Le jour se lève was Marcel Carné’s fourth collaboration with screenwriter and poet Jacques Prévert and their third entry in the poetic realism cinema movement, following their vanguard Drôle de drame and Port of Shadows. Both of those films were widely admired, but Le jour se lève turned into something bigger, one of the most influential French films of the prewar period and to this day an unvarnished classic. Poetic realism’s bleak outlook reflected the waning of Popular Front idealism as fascism began to spread throughout Europe. Carné’s vision was not explicitly political, however. Foreshadowing film noir’s more oblique pessimism and flashback-laden regret, Le jour se lève starred Jean Gabin as working-class everyman François, who murders in the name of love. Still, it was too much for French authorities, who saw the emotional subtext as potentially subversive. The film was banned in December 1939, as war approached, and again under Nazi occupation.

Vital to the realization of Carné’s realist-romantic vision was Alexandre Trauner, the self-proclaimed “artisan” production designer, who had an enormous influence on French cinema in the thirties and who would work with Carné on the classic Children of Paradise (1945). Constructing sets true to working-class milieus while also helping to impart character psychology through careful attention to atmospheric details, Trauner was able to manifest Carné’s twin impulses. It was Trauner who insisted on constructing François’ apartment without movable walls—making filming extremely difficult—and shooting real bullets through them for the film’s finale. And his demands paid off: the claustrophobic, vividly threatening environment perfectly evokes François’ mental state.
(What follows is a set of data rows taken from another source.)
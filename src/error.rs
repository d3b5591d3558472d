use thiserror::Error;

#[derive(Debug, Error, PartialEq)]
pub enum StorageError {
    #[error("local storage unavailable")]
    Unavailable,
    #[error("storage rejected write for key {key}")]
    WriteRejected { key: String },
}

#[derive(Debug, Error, PartialEq)]
pub enum DomError {
    #[error("window unavailable")]
    NoWindow,
    #[error("document unavailable")]
    NoDocument,
    #[error("document body missing")]
    NoBody,
    #[error("selector {selector} rejected")]
    Selector { selector: String },
    #[error("failed to attach {event} listener")]
    Listener { event: &'static str },
    #[error("intersection observer unavailable")]
    Observer,
}
use std::rc::Rc;

use crate::dom::ElementHandle;
use crate::schedule::{Scheduler, TransitionClock};

pub const FAMILY_GRID: &str = ".family-grid";
pub const FAMILY_CARD: &str = ".family-card";
pub const PAGE_DOT: &str = ".page-dot";
pub const PREV_BUTTON_ID: &str = "prevBtn";
pub const NEXT_BUTTON_ID: &str = "nextBtn";
pub const PAGE_ATTRIBUTE: &str = "data-page";
const ACTIVE_CLASS: &str = "active";

#[derive(Clone, Copy, Debug)]
pub struct PagerTiming {
    pub show_delay_ms: u32,
    pub activate_delay_ms: u32,
}

impl Default for PagerTiming {
    fn default() -> Self {
        Self {
            show_delay_ms: 100,
            activate_delay_ms: 50,
        }
    }
}

pub struct FamilyPager<E: ElementHandle> {
    cards: Vec<E>,
    dots: Vec<E>,
    prev: Option<E>,
    next: Option<E>,
    current: u32,
    total_pages: u32,
    timing: PagerTiming,
    scheduler: Rc<dyn Scheduler>,
    clock: TransitionClock,
}

impl<E: ElementHandle> FamilyPager<E> {
    pub fn new(
        cards: Vec<E>,
        dots: Vec<E>,
        prev: Option<E>,
        next: Option<E>,
        total_pages: u32,
        timing: PagerTiming,
        scheduler: Rc<dyn Scheduler>,
    ) -> Self {
        Self {
            cards,
            dots,
            prev,
            next,
            current: 1,
            total_pages: total_pages.max(1),
            timing,
            scheduler,
            clock: TransitionClock::default(),
        }
    }

    pub fn current_page(&self) -> u32 {
        self.current
    }

    pub fn start(&mut self) {
        self.refresh();
    }

    pub fn change_page(&mut self, direction: i32) -> bool {
        let target = i64::from(self.current) + i64::from(direction);
        if target < 1 || target > i64::from(self.total_pages) {
            return false;
        }
        self.current = target as u32;
        tracing::debug!("family: page {}", self.current);
        self.refresh();
        true
    }

    pub fn go_to(&mut self, page: u32) -> bool {
        if page < 1 || page > self.total_pages {
            return false;
        }
        self.current = page;
        tracing::debug!("family: jump to page {page}");
        self.refresh();
        true
    }

    fn refresh(&self) {
        self.render(self.current);
        self.update_nav_controls();
        self.update_indicator();
    }

    pub fn render(&self, page: u32) {
        for card in &self.cards {
            card.remove_class(ACTIVE_CLASS);
            card.hide();
        }

        let token = self.clock.advance();
        let members: Vec<E> = self
            .cards
            .iter()
            .filter(|card| card_page(*card) == Some(page))
            .cloned()
            .collect();
        let scheduler = self.scheduler.clone();
        let activate_delay = self.timing.activate_delay_ms;
        self.scheduler.defer(
            self.timing.show_delay_ms,
            Box::new(move || {
                if !token.is_current() {
                    return;
                }
                for card in &members {
                    card.show("block");
                }
                scheduler.defer(
                    activate_delay,
                    Box::new(move || {
                        if !token.is_current() {
                            return;
                        }
                        for card in &members {
                            card.add_class(ACTIVE_CLASS);
                        }
                    }),
                );
            }),
        );
    }

    pub fn update_nav_controls(&self) {
        if let Some(prev) = &self.prev {
            prev.set_disabled(self.current == 1);
        }
        if let Some(next) = &self.next {
            next.set_disabled(self.current == self.total_pages);
        }
    }

    pub fn update_indicator(&self) {
        for (index, dot) in self.dots.iter().enumerate() {
            if index + 1 == self.current as usize {
                dot.add_class(ACTIVE_CLASS);
            } else {
                dot.remove_class(ACTIVE_CLASS);
            }
        }
    }
}

fn card_page<E: ElementHandle>(card: &E) -> Option<u32> {
    card.attribute(PAGE_ATTRIBUTE)
        .and_then(|value| value.trim().parse::<u32>().ok())
}
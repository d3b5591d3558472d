use crate::dom::ElementHandle;

pub const NAVBAR_ID: &str = "navbar";
pub const SCROLLED_CLASS: &str = "scrolled";

pub struct NavbarWatcher<E: ElementHandle> {
    navbar: E,
    threshold: f64,
}

impl<E: ElementHandle> NavbarWatcher<E> {
    pub fn new(navbar: E, threshold: f64) -> Self {
        Self { navbar, threshold }
    }

    pub fn on_scroll(&self, scroll_y: f64) {
        if scroll_y > self.threshold {
            self.navbar.add_class(SCROLLED_CLASS);
        } else {
            self.navbar.remove_class(SCROLLED_CLASS);
        }
    }
}
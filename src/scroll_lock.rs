use std::cell::RefCell;
use std::collections::BTreeSet;
use std::rc::Rc;

use crate::dom::ElementHandle;

pub type SharedScrollLock<E> = Rc<RefCell<ScrollLock<E>>>;

#[derive(Clone, Copy, Debug, PartialEq, Eq, PartialOrd, Ord)]
pub enum LockHolder {
    Lightbox,
    MediaModal,
}

pub struct ScrollLock<E: ElementHandle> {
    body: E,
    holders: BTreeSet<LockHolder>,
}

impl<E: ElementHandle> ScrollLock<E> {
    pub fn new(body: E) -> Self {
        Self {
            body,
            holders: BTreeSet::new(),
        }
    }

    pub fn acquire(&mut self, holder: LockHolder) {
        let was_free = self.holders.is_empty();
        self.holders.insert(holder);
        if was_free {
            self.body.set_style("overflow", "hidden");
        }
    }

    pub fn release(&mut self, holder: LockHolder) {
        if !self.holders.remove(&holder) {
            return;
        }
        if self.holders.is_empty() {
            self.body.clear_style("overflow");
        }
    }

    pub fn is_locked(&self) -> bool {
        !self.holders.is_empty()
    }

    pub fn shared(body: E) -> SharedScrollLock<E> {
        Rc::new(RefCell::new(Self::new(body)))
    }
}
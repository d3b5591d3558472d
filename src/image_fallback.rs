use crate::dom::ElementHandle;
use crate::lazy_images::DEFERRED_SRC;

pub const FALLBACK_TARGETS: &str = ".family-image, .place-image, .trip-photo img";
pub const ERROR_CLASS: &str = "error";
const ORIGINAL_ALT: &str = "data-original-alt";
const BACKGROUND_CARDS: [&str; 2] = ["family-image", "place-image"];

pub struct ImageFallback {
    placeholder: String,
}

impl ImageFallback {
    pub fn new(placeholder: impl Into<String>) -> Self {
        Self {
            placeholder: placeholder.into(),
        }
    }

    pub fn on_error<E: ElementHandle>(&self, element: &E) {
        // Deferred images have no live source yet; their error is not real.
        if element.attribute(DEFERRED_SRC).is_some() {
            return;
        }
        element.add_class(ERROR_CLASS);
        element.set_style("background-image", "none");

        let is_card = BACKGROUND_CARDS.iter().any(|class| element.has_class(class));
        if is_card {
            element.set_inner_html(&placeholder_markup(&self.placeholder));
        } else if element.is_tag("img") {
            if element.attribute(ORIGINAL_ALT).is_none() {
                let alt = element.attribute("alt").unwrap_or_default();
                element.set_attribute(ORIGINAL_ALT, &alt);
            }
            element.remove_attribute("src");
            element.set_attribute("alt", &self.placeholder);
        }
        tracing::debug!("images: load failed, placeholder shown");
    }

    pub fn on_load<E: ElementHandle>(&self, element: &E) {
        if !element.has_class(ERROR_CLASS) {
            return;
        }
        element.remove_class(ERROR_CLASS);
        if element.is_tag("img") {
            if let Some(alt) = element.attribute(ORIGINAL_ALT) {
                element.set_attribute("alt", &alt);
                element.remove_attribute(ORIGINAL_ALT);
            }
        }
    }
}

fn placeholder_markup(message: &str) -> String {
    let escaped = message
        .replace('&', "&amp;")
        .replace('<', "&lt;")
        .replace('>', "&gt;");
    format!(
        "<div style=\"display: flex; align-items: center; justify-content: center; height: 100%; color: #999; font-size: 0.9em; text-align: center;\">{escaped}</div>"
    )
}

#[cfg(test)]
mod tests {
    use super::*;
    use crate::dom::stub::StubElement;
    use pretty_assertions::assert_eq;

    const PLACEHOLDER: &str = "Zdjęcie niedostępne";

    #[test]
    fn failed_then_loaded_img_restores_alt() {
        let fallback = ImageFallback::new(PLACEHOLDER);
        let img = StubElement::new("img")
            .with_attribute("src", "trip/broken.jpg")
            .with_attribute("alt", "Plaża w Sopocie");

        fallback.on_error(&img);
        assert!(img.has_class(ERROR_CLASS));
        assert_eq!(img.attribute("src"), None);
        assert_eq!(img.attribute("alt").as_deref(), Some(PLACEHOLDER));

        img.set_attribute("src", "trip/fixed.jpg");
        fallback.on_load(&img);
        assert!(!img.has_class(ERROR_CLASS));
        assert_eq!(img.attribute("alt").as_deref(), Some("Plaża w Sopocie"));
    }

    #[test]
    fn repeated_errors_keep_first_alt() {
        let fallback = ImageFallback::new(PLACEHOLDER);
        let img = StubElement::new("img")
            .with_attribute("src", "x.jpg")
            .with_attribute("alt", "Original");
        fallback.on_error(&img);
        fallback.on_error(&img);
        fallback.on_load(&img);
        assert_eq!(img.attribute("alt").as_deref(), Some("Original"));
    }

    #[test]
    fn background_card_gets_placeholder_message() {
        let fallback = ImageFallback::new(PLACEHOLDER);
        let card = StubElement::new("div")
            .with_class("family-image")
            .with_style("background-image", "url('family/dziadek.jpg')");
        fallback.on_error(&card);
        assert!(card.has_class(ERROR_CLASS));
        assert_eq!(card.style("background-image").as_deref(), Some("none"));
        assert!(card.inner_html().contains(PLACEHOLDER));
    }

    #[test]
    fn pending_lazy_image_is_not_marked_broken() {
        let fallback = ImageFallback::new(PLACEHOLDER);
        let img = StubElement::new("img").with_attribute(DEFERRED_SRC, "later.jpg");
        fallback.on_error(&img);
        assert!(!img.has_class(ERROR_CLASS));
    }

    #[test]
    fn load_without_prior_error_is_untouched() {
        let fallback = ImageFallback::new(PLACEHOLDER);
        let img = StubElement::new("img").with_attribute("alt", "Fine");
        fallback.on_load(&img);
        assert_eq!(img.attribute("alt").as_deref(), Some("Fine"));
    }

    #[test]
    fn placeholder_markup_escapes_message() {
        assert!(placeholder_markup("<b>").contains("&lt;b&gt;"));
    }
}
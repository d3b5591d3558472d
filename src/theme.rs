use std::rc::Rc;

use crate::dom::ElementHandle;
use crate::schedule::{Scheduler, TransitionClock};
use crate::storage::PreferenceStore;

pub const THEME_ATTRIBUTE: &str = "data-theme";
pub const TRANSITION_CLASS: &str = "theme-transition";
pub const DARK_SCHEME_QUERY: &str = "(prefers-color-scheme: dark)";

#[derive(Clone, Copy, Debug, PartialEq, Eq)]
pub enum Theme {
    Light,
    Dark,
}

impl Theme {
    pub fn as_str(&self) -> &'static str {
        match self {
            Theme::Light => "light",
            Theme::Dark => "dark",
        }
    }

    pub fn parse(value: &str) -> Option<Self> {
        match value.trim() {
            "light" => Some(Theme::Light),
            "dark" => Some(Theme::Dark),
            _ => None,
        }
    }

    pub fn from_system(prefers_dark: bool) -> Self {
        if prefers_dark {
            Theme::Dark
        } else {
            Theme::Light
        }
    }

    pub fn toggled(self) -> Self {
        match self {
            Theme::Light => Theme::Dark,
            Theme::Dark => Theme::Light,
        }
    }
}

pub type ThemeListener = Box<dyn Fn(Theme)>;

pub struct ThemeController<E: ElementHandle> {
    root: E,
    store: Box<dyn PreferenceStore>,
    storage_key: String,
    current: Theme,
    listeners: Vec<ThemeListener>,
}

impl<E: ElementHandle> ThemeController<E> {
    pub fn new(
        root: E,
        store: Box<dyn PreferenceStore>,
        storage_key: impl Into<String>,
        system_prefers_dark: bool,
    ) -> Self {
        let storage_key = storage_key.into();
        let current = stored_theme(store.as_ref(), &storage_key)
            .unwrap_or_else(|| Theme::from_system(system_prefers_dark));
        let controller = Self {
            root,
            store,
            storage_key,
            current,
            listeners: Vec::new(),
        };
        controller.apply();
        controller
    }

    pub fn current(&self) -> Theme {
        self.current
    }

    pub fn subscribe(&mut self, listener: ThemeListener) {
        self.listeners.push(listener);
    }

    pub fn toggle(&mut self) -> Theme {
        let next = self.current.toggled();
        self.set(next);
        next
    }

    pub fn set(&mut self, theme: Theme) {
        self.current = theme;
        self.apply();
        if let Err(err) = self.store.set(&self.storage_key, theme.as_str()) {
            tracing::debug!("theme: {err}, preference kept for this page only");
        }
        self.notify();
    }

    pub fn on_system_change(&mut self, prefers_dark: bool) -> bool {
        if stored_theme(self.store.as_ref(), &self.storage_key).is_some() {
            return false;
        }
        let theme = Theme::from_system(prefers_dark);
        if theme == self.current {
            return false;
        }
        self.current = theme;
        self.apply();
        self.notify();
        true
    }

    fn apply(&self) {
        tracing::debug!("theme: applying {}", self.current.as_str());
        self.root.set_attribute(THEME_ATTRIBUTE, self.current.as_str());
    }

    fn notify(&self) {
        for listener in &self.listeners {
            listener(self.current);
        }
    }
}

fn stored_theme(store: &dyn PreferenceStore, key: &str) -> Option<Theme> {
    store.get(key).as_deref().and_then(Theme::parse)
}

pub struct ThemeTransition<E: ElementHandle> {
    root: E,
    scheduler: Rc<dyn Scheduler>,
    clock: TransitionClock,
    duration_ms: u32,
}

impl<E: ElementHandle> ThemeTransition<E> {
    pub fn new(root: E, scheduler: Rc<dyn Scheduler>, duration_ms: u32) -> Self {
        Self {
            root,
            scheduler,
            clock: TransitionClock::default(),
            duration_ms,
        }
    }

    pub fn run(&self) {
        self.root.add_class(TRANSITION_CLASS);
        let token = self.clock.advance();
        let root = self.root.clone();
        self.scheduler.defer(
            self.duration_ms,
            Box::new(move || {
                if token.is_current() {
                    root.remove_class(TRANSITION_CLASS);
                }
            }),
        );
    }
}

pub fn is_toggle_shortcut(key: &str, ctrl: bool, meta: bool, shift: bool) -> bool {
    (ctrl || meta) && shift && key.eq_ignore_ascii_case("d")
}
use std::cell::RefCell;
use std::collections::HashMap;

use crate::error::StorageError;

pub trait PreferenceStore {
    fn get(&self, key: &str) -> Option<String>;
    fn set(&self, key: &str, value: &str) -> Result<(), StorageError>;
}

#[derive(Debug, Default)]
pub struct MemoryStore {
    values: RefCell<HashMap<String, String>>,
}

impl PreferenceStore for MemoryStore {
    fn get(&self, key: &str) -> Option<String> {
        self.values.borrow().get(key).cloned()
    }

    fn set(&self, key: &str, value: &str) -> Result<(), StorageError> {
        self.values
            .borrow_mut()
            .insert(key.to_string(), value.to_string());
        Ok(())
    }
}

#[cfg(target_arch = "wasm32")]
pub struct LocalStore {
    storage: web_sys::Storage,
}

#[cfg(target_arch = "wasm32")]
impl LocalStore {
    pub fn open() -> Result<Self, StorageError> {
        let storage = web_sys::window()
            .and_then(|window| window.local_storage().ok().flatten())
            .ok_or(StorageError::Unavailable)?;
        Ok(Self { storage })
    }
}

#[cfg(target_arch = "wasm32")]
impl PreferenceStore for LocalStore {
    fn get(&self, key: &str) -> Option<String> {
        self.storage.get_item(key).ok().flatten()
    }

    fn set(&self, key: &str, value: &str) -> Result<(), StorageError> {
        self.storage
            .set_item(key, value)
            .map_err(|_| StorageError::WriteRejected {
                key: key.to_string(),
            })
    }
}

#[cfg(target_arch = "wasm32")]
pub fn open_preferences() -> Box<dyn PreferenceStore> {
    match LocalStore::open() {
        Ok(store) => Box::new(store),
        Err(err) => {
            tracing::warn!("storage: {err}, keeping preferences in memory");
            Box::new(MemoryStore::default())
        }
    }
}

#[cfg(test)]
pub struct FailingStore;

#[cfg(test)]
impl PreferenceStore for FailingStore {
    fn get(&self, _key: &str) -> Option<String> {
        None
    }

    fn set(&self, key: &str, _value: &str) -> Result<(), StorageError> {
        Err(StorageError::WriteRejected {
            key: key.to_string(),
        })
    }
}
By 1939, Gabin was already the most popular French actor of his generation. Rugged, handsome, and convincing playing the kinds of common people who flocked to his movies, he is undoubtedly the soul of Carné’s film, which hinges on the sympathy it is able to draw for a perpetrator of a passionate crime. Gabin uses his talents to magnificent effect here, winning us over without ever forcing innocence or luckless ignorance. Many have attempted to imitate his artless brand of masculine sensitivity, but none has ever succeeded quite so grandly.